**WHAT THIS TASK INVOLVES:**
Filter these records by the string "error", copying each line that holds it.

Saved data entries
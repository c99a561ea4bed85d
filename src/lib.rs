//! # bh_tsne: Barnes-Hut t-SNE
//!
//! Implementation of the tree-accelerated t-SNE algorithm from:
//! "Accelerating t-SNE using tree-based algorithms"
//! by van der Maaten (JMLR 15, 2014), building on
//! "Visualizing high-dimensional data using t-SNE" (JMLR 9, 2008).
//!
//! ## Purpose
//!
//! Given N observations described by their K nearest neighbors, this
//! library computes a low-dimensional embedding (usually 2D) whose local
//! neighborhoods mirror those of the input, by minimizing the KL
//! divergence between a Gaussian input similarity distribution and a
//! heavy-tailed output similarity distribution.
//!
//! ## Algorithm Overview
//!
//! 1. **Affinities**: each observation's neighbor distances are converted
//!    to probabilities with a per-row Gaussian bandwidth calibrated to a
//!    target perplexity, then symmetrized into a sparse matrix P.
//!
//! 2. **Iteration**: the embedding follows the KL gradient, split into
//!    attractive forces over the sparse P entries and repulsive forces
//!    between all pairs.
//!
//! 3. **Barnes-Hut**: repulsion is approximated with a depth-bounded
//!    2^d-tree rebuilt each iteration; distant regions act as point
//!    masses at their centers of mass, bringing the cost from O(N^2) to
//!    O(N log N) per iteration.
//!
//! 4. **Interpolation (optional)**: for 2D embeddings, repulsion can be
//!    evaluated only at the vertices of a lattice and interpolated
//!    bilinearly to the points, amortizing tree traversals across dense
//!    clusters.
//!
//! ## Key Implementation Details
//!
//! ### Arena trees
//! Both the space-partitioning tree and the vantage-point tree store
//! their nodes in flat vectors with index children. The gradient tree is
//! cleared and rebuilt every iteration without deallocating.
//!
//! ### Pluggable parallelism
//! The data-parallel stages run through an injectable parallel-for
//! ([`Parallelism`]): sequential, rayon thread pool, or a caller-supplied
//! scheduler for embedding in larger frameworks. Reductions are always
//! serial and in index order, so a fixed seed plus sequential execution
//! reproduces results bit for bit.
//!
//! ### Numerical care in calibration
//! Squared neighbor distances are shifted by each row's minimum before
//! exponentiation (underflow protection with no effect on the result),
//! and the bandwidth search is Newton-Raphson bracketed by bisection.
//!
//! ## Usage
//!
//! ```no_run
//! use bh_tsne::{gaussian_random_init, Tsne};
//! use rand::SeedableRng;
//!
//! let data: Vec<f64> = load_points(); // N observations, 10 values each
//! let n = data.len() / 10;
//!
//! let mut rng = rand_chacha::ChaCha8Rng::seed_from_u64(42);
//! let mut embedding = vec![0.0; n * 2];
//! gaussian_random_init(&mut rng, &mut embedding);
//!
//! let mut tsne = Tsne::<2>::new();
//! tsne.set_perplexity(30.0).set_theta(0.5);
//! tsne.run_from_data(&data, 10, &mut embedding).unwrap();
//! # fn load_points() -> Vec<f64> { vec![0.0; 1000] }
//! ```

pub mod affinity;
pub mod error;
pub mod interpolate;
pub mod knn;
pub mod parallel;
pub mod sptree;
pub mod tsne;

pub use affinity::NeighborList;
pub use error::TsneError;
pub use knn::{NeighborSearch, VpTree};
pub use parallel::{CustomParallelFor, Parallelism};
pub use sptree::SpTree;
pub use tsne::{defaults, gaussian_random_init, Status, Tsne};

**SOLUTION TO THE PROBLEM:**
pub mod error;
pub use error::TsneError;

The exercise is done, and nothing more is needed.